**YOUR TASK:**
Below are records; reproduce exactly the lines from the one that has "repository 420915201f001712" through the one that has "are an error.", ends included, and nothing more.

── TASK INPUTS

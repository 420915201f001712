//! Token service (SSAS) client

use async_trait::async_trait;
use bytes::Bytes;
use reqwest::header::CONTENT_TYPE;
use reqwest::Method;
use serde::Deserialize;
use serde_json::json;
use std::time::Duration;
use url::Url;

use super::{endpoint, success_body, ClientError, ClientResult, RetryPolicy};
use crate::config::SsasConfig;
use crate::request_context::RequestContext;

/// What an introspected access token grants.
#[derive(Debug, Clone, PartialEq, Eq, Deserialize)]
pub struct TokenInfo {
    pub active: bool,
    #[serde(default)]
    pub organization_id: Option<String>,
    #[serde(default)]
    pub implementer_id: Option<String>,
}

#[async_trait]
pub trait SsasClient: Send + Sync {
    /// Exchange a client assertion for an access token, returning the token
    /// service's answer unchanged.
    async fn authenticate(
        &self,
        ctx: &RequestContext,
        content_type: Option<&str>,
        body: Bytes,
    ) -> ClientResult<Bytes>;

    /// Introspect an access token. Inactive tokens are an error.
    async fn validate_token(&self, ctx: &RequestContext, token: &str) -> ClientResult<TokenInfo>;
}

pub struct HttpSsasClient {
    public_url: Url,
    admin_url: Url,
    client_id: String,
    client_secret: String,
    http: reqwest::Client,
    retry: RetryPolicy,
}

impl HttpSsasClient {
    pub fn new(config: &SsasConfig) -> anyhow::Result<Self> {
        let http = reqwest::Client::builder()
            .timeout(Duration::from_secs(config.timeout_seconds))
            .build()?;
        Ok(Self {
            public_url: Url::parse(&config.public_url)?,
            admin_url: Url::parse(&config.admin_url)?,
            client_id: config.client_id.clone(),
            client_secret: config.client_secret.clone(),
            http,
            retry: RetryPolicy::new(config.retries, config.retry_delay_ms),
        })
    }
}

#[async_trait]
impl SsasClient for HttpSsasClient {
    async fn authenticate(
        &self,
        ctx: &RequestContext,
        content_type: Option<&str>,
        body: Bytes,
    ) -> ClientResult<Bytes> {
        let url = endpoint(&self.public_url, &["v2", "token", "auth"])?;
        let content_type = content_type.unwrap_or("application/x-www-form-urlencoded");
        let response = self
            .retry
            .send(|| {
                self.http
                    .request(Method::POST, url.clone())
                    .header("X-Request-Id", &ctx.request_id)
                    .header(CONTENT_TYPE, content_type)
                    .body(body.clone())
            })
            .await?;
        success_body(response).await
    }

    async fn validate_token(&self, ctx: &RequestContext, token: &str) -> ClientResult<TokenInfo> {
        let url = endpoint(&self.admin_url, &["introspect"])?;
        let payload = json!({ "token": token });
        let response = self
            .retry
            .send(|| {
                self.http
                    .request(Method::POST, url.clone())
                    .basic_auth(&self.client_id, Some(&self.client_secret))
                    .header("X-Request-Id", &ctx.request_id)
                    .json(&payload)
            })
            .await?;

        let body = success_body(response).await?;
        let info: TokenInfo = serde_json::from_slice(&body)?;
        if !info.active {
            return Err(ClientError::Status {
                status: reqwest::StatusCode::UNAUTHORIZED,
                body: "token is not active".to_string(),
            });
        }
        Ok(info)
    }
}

────
── TASK INPUTS

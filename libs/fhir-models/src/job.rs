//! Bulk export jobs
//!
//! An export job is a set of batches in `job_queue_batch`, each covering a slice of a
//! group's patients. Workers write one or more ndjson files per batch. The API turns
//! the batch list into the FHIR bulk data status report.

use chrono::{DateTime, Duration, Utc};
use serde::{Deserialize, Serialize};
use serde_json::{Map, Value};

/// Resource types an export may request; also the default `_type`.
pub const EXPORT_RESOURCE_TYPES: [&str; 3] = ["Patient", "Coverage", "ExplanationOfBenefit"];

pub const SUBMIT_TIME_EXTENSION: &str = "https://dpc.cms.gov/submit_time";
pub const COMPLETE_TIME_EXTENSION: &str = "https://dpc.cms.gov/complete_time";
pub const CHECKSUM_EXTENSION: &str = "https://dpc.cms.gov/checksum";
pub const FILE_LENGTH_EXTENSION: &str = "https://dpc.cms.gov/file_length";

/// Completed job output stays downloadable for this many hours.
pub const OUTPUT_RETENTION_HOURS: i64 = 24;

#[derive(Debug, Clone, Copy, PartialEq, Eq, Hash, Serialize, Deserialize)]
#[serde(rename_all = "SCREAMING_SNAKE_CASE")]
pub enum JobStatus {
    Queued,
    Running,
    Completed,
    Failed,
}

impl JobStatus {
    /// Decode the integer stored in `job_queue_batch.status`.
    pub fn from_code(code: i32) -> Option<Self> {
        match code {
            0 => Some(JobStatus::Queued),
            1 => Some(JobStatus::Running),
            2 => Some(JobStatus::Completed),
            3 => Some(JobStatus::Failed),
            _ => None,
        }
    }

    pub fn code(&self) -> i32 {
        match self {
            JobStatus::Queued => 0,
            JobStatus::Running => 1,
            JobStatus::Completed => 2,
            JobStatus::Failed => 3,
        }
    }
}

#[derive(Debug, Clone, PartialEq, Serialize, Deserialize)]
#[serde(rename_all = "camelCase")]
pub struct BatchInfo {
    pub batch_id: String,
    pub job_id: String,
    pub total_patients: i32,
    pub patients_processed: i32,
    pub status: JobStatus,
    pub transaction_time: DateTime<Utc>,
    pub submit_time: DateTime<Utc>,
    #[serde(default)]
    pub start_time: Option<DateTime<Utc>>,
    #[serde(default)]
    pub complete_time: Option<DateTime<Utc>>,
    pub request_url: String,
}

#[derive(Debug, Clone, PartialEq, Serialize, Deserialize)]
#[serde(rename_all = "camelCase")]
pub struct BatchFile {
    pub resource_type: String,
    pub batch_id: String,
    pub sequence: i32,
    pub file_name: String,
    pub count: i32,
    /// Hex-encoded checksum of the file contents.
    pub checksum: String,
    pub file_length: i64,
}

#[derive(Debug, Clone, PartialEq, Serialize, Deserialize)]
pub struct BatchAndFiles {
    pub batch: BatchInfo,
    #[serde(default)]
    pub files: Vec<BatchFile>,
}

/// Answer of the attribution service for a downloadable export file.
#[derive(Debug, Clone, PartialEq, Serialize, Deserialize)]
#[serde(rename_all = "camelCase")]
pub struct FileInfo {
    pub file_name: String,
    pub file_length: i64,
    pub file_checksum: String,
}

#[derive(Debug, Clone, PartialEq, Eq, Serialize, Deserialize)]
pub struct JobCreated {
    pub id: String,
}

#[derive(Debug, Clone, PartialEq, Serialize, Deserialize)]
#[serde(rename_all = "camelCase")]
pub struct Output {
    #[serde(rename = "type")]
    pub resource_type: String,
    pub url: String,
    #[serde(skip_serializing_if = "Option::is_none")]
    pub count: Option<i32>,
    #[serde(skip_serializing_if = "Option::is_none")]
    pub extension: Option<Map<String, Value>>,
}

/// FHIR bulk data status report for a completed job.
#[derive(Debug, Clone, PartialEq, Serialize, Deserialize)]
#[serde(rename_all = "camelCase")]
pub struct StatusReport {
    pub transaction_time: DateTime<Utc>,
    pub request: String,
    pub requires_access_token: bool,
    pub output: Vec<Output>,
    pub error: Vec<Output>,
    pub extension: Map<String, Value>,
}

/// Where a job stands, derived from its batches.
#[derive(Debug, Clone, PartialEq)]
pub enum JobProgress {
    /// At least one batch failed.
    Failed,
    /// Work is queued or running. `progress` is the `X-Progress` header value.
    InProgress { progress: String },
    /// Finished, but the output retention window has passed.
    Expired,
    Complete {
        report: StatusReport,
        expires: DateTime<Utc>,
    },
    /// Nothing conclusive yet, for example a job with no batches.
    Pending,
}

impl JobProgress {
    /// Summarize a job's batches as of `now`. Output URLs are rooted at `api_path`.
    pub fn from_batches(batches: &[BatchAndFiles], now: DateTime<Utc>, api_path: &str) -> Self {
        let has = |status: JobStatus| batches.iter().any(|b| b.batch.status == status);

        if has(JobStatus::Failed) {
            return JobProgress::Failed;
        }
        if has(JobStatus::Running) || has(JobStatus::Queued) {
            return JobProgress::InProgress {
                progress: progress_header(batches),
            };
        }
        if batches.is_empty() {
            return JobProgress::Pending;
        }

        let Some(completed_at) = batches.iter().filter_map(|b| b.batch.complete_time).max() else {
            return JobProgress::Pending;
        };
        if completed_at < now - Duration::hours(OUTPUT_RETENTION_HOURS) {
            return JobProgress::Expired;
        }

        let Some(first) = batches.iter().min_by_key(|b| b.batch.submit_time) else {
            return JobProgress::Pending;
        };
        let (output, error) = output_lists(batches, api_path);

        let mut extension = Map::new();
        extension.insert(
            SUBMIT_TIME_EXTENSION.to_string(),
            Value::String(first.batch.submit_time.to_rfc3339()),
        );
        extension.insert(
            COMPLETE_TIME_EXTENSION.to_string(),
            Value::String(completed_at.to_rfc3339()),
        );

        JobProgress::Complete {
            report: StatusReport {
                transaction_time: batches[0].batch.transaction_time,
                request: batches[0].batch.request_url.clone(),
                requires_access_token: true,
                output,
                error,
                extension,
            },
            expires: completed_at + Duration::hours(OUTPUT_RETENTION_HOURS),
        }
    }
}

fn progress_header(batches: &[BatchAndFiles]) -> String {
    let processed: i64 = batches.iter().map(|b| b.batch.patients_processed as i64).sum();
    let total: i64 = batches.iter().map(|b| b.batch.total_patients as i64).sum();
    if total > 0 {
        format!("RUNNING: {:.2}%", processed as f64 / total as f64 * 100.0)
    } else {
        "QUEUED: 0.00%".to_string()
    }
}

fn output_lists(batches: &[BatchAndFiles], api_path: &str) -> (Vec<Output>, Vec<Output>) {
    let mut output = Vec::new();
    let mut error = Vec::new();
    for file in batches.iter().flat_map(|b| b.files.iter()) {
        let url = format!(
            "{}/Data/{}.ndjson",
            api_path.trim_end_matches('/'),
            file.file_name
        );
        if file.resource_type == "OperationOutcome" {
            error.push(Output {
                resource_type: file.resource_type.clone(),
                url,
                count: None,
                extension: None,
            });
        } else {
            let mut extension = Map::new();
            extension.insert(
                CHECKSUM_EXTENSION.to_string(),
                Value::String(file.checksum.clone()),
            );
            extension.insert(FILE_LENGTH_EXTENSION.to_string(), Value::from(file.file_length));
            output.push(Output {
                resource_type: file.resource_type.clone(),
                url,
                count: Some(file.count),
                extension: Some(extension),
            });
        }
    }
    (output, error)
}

────

**SOLVED EXERCISE:**
repository 420915201f001712
//! Token service (SSAS) client

use async_trait::async_trait;
use bytes::Bytes;
use reqwest::header::CONTENT_TYPE;
use reqwest::Method;
use serde::Deserialize;
use serde_json::json;
use std::time::Duration;
use url::Url;

use super::{endpoint, success_body, ClientError, ClientResult, RetryPolicy};
use crate::config::SsasConfig;
use crate::request_context::RequestContext;

/// What an introspected access token grants.
#[derive(Debug, Clone, PartialEq, Eq, Deserialize)]
pub struct TokenInfo {
    pub active: bool,
    #[serde(default)]
    pub organization_id: Option<String>,
    #[serde(default)]
    pub implementer_id: Option<String>,
}

#[async_trait]
pub trait SsasClient: Send + Sync {
    /// Exchange a client assertion for an access token, returning the token
    /// service's answer unchanged.
    async fn authenticate(
        &self,
        ctx: &RequestContext,
        content_type: Option<&str>,
        body: Bytes,
    ) -> ClientResult<Bytes>;

    /// Introspect an access token. Inactive tokens are an error.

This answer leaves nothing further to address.